Isso é possível por meio de uma combinação de modelos de aprendizado de máquina supervisionados e não supervisionados. Os não supervisionados aprendem a distribuição de dados da sua rede automaticamente, e diferentes tipos de modelos são empregados para avaliar uma ação de todos os ângulos possíveis. O modelo de eventos raros busca eventos que aparecem repentinamente; os modelos analíticos de séries temporais detectam picos anômalos de atividade, valores baixos e valores raros. Ainda mais interessantes são os modelos analíticos de séries temporais baseados em população: eles analisam dados históricos de pares e detectam desvios a partir deles – permitindo que contas comprometidas anteriormente extremamente furtivas sejam descobertas e bloqueadas, bem como que novas contas com privilégios elevados sejam monitoradas tão bem quanto as genuínas mais antigas.
Esse processo de análise ocorre para cada ação ou evento suspeito registrado: se vários eventos ocorrerem, esse mecanismo de análise busca estabelecer se eles estão relacionados – e, portanto, fazem parte de uma cadeia de ataque. É isso que o Stellar Cyber oferece no dia a dia: em vez de emitir alertas bidimensionais, ele os correlaciona em casos. A partir daí, os casos são classificados com uma pontuação de gravidade que indica a gravidade do caminho potencial do ataque.
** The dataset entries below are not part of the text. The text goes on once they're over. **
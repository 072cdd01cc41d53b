// Exit codes for scripted triage
pub const EXIT_SUCCESS: i32 = 0;
pub const EXIT_GENERIC_FAIL: i32 = 1;
pub const EXIT_CONTEXT_FAIL: i32 = 2;
pub const EXIT_QUERY_FAIL: i32 = 3;
//! Driver capability enumeration for `vkscope`.
//!
//! Queries the Vulkan driver stack for platform extensions, instance layers,
//! and physical devices, and assembles the results into a
//! [`vkscope_report::Report`]. The driver is reached through the
//! [`driver::CapabilityDriver`] seam, with two interchangeable backends:
//! [`ash_driver::AshDriver`] over the real Vulkan loader, and
//! [`fake::FakeDriver`] over deterministic canned data for tests and offline
//! smoke runs.

pub mod ash_driver;
pub mod driver;
pub mod enumerate;
pub mod fake;
#[cfg(feature = "xcb-window")]
pub mod window;

use std::fmt;

use thiserror::Error;
use tracing::debug;
use vkscope_report::{LayerDescriptor, Report, StatusCode};

use crate::driver::{CapabilityDriver, DriverContext};
pub use crate::enumerate::{create_context, enumerate_devices, enumerate_layers, list_extensions};

// ── Errors ───────────────────────────────────────────────────────────────────

/// The enumeration that a failed query was serving.
#[derive(Debug, Clone, PartialEq, Eq)]
pub enum QueryScope {
    GlobalExtensions,
    LayerExtensions(String),
    Layers,
    Devices,
    DeviceIdentity,
    DeviceMemory,
    QueueFamilies,
}

impl QueryScope {
    /// Scope for an extension query; `None` is the global scope.
    pub fn extensions(layer: Option<&str>) -> Self {
        match layer {
            None => Self::GlobalExtensions,
            Some(name) => Self::LayerExtensions(name.to_string()),
        }
    }
}

impl fmt::Display for QueryScope {
    fn fmt(&self, f: &mut fmt::Formatter<'_>) -> fmt::Result {
        match self {
            Self::GlobalExtensions => f.write_str("platform extensions"),
            Self::LayerExtensions(layer) => write!(f, "extensions of layer '{layer}'"),
            Self::Layers => f.write_str("instance layers"),
            Self::Devices => f.write_str("physical devices"),
            Self::DeviceIdentity => f.write_str("device identity properties"),
            Self::DeviceMemory => f.write_str("device memory properties"),
            Self::QueueFamilies => f.write_str("queue family properties"),
        }
    }
}

/// Errors produced by the probe pipeline.
#[derive(Debug, Clone, PartialEq, Eq, Error)]
pub enum ProbeError {
    /// The Vulkan loader could not be loaded at all.
    #[error("failed to load the vulkan loader: {0}")]
    Loader(String),

    /// A count/fill query failed or returned an unexpected status.
    #[error("driver query failed while enumerating {scope}: {status}")]
    DriverQuery { scope: QueryScope, status: StatusCode },

    /// The driver context could not be created. Fatal to the whole run.
    #[error("driver context creation failed: {status}")]
    ContextCreation { status: StatusCode },
}

// ── Layer activation policy ──────────────────────────────────────────────────

/// Which of the discovered layers to activate at context creation.
///
/// The reference behavior enables every discovered layer, unfiltered; that
/// stays the default. The policy exists so callers can opt out without the
/// pipeline silently changing the historical behavior.
#[derive(Debug, Clone, PartialEq, Eq, Default)]
pub enum LayerPolicy {
    /// Activate every discovered layer, in discovery order (reference
    /// behavior).
    #[default]
    EnableAll,
    /// Activate no layers.
    EnableNone,
    /// Activate exactly the named layers, in the given order.
    Explicit(Vec<String>),
}

impl LayerPolicy {
    /// Resolve the policy against the discovered layer set.
    pub fn resolve(&self, discovered: &[LayerDescriptor]) -> Vec<String> {
        match self {
            Self::EnableAll => discovered.iter().map(|layer| layer.name.clone()).collect(),
            Self::EnableNone => Vec::new(),
            Self::Explicit(names) => names.clone(),
        }
    }
}

/// Options for one probe run.
#[derive(Debug, Clone, Default)]
pub struct ProbeOptions {
    pub layer_policy: LayerPolicy,
}

// ── Snapshot ─────────────────────────────────────────────────────────────────

/// The assembled report plus exclusive ownership of the driver context it was
/// derived from.
///
/// All report data is copied out of the driver eagerly, so nothing in
/// [`Report`] can dangle; the context is released exactly once when the
/// snapshot is dropped.
pub struct CapabilitySnapshot {
    pub report: Report,
    context: Box<dyn DriverContext>,
}

impl CapabilitySnapshot {
    /// Layer names recorded by the context at creation, verbatim and in
    /// activation order.
    pub fn enabled_layers(&self) -> &[String] {
        self.context.enabled_layers()
    }
}

impl fmt::Debug for CapabilitySnapshot {
    fn fmt(&self, f: &mut fmt::Formatter<'_>) -> fmt::Result {
        f.debug_struct("CapabilitySnapshot")
            .field("report", &self.report)
            .field("enabled_layers", &self.context.enabled_layers())
            .finish()
    }
}

/// Run the full enumeration sequence and assemble the report.
///
/// Order: global extensions, layers (with per-layer extensions), context
/// creation with the layers the policy selects, then devices. Any failure
/// aborts immediately; a context created before a later failure is released
/// by drop on the error path.
pub fn probe(
    driver: &dyn CapabilityDriver,
    options: &ProbeOptions,
) -> Result<CapabilitySnapshot, ProbeError> {
    let extensions = list_extensions(driver, None)?;
    debug!("found {} platform extension(s)", extensions.len());

    let layers = enumerate_layers(driver)?;
    debug!("found {} instance layer(s)", layers.len());

    let enabled = options.layer_policy.resolve(&layers);
    let context = create_context(driver, &enabled)?;

    let devices = enumerate_devices(context.as_ref())?;
    debug!("found {} physical device(s)", devices.len());

    Ok(CapabilitySnapshot { report: Report { extensions, layers, devices }, context })
}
Essa é a essência de como a Stellar Cyber aborda os problemas da velha guarda. SIEM vulnerabilidades. Acessíveis diretamente no painel de controle, os casos oferecem uma nova e poderosa maneira de reduzir a sobrecarga de alertas e fornecer às equipes de segurança cibernética a análise rápida e eficaz de que precisam.
Gerenciamento de vulnerabilidades unificado e automatizado
Já vimos como a Stellar Cyber oferece visibilidade detalhada e como ela transforma todos esses dados em informações acionáveis. Mas lembre-se, o importante é o que acontece depois que os eventos suspeitos são identificados. É por isso que a Stellar não apenas recebe informações de outras ferramentas de segurança, mas também age com base nos casos analisados por meio dessas mesmas ferramentas. Isso significa que as vulnerabilidades identificadas por essas ferramentas podem ser monitoradas, gerenciadas e respondidas em tempo real por meio da plataforma. SIEM O próprio painel de controle. Isso não apenas reduz drasticamente o MTTR (Tempo Médio para Reparo), mas também estabelece as bases para respostas automatizadas.
A plataforma Stellar inclui mais de 40 playbooks de automação de detecção de ameaças pré-criados, abrangendo uma ampla gama de superfícies de ataque, como falhas de login no Windows, análise de DNS e exploits do Office 365. Esses playbooks permitem uma base de busca contínua por ameaças, e você tem a liberdade de criar playbooks personalizados juntamente com eles. Para orquestrações mais complexas, o Stellar Cyber integra-se perfeitamente com as principais soluções de automação, como Phantom, Demisto, Swimlane e Siemplify, aumentando sua flexibilidade de resposta.
Veja como a Stellar revoluciona SIEM Gestão de Vulnerabilidades
A gestão de vulnerabilidades precisa acompanhar a rápida evolução do ambiente: saber quando e como aplicar IA – e onde manter a intervenção humana – é fundamental para uma abordagem precisa e sustentável. A análise orientada a casos da Stellar Cyber impulsiona a eficiência muito além dos sistemas legados. SIEMe permitir que os analistas eliminem tarefas de triagem que desperdiçam tempo.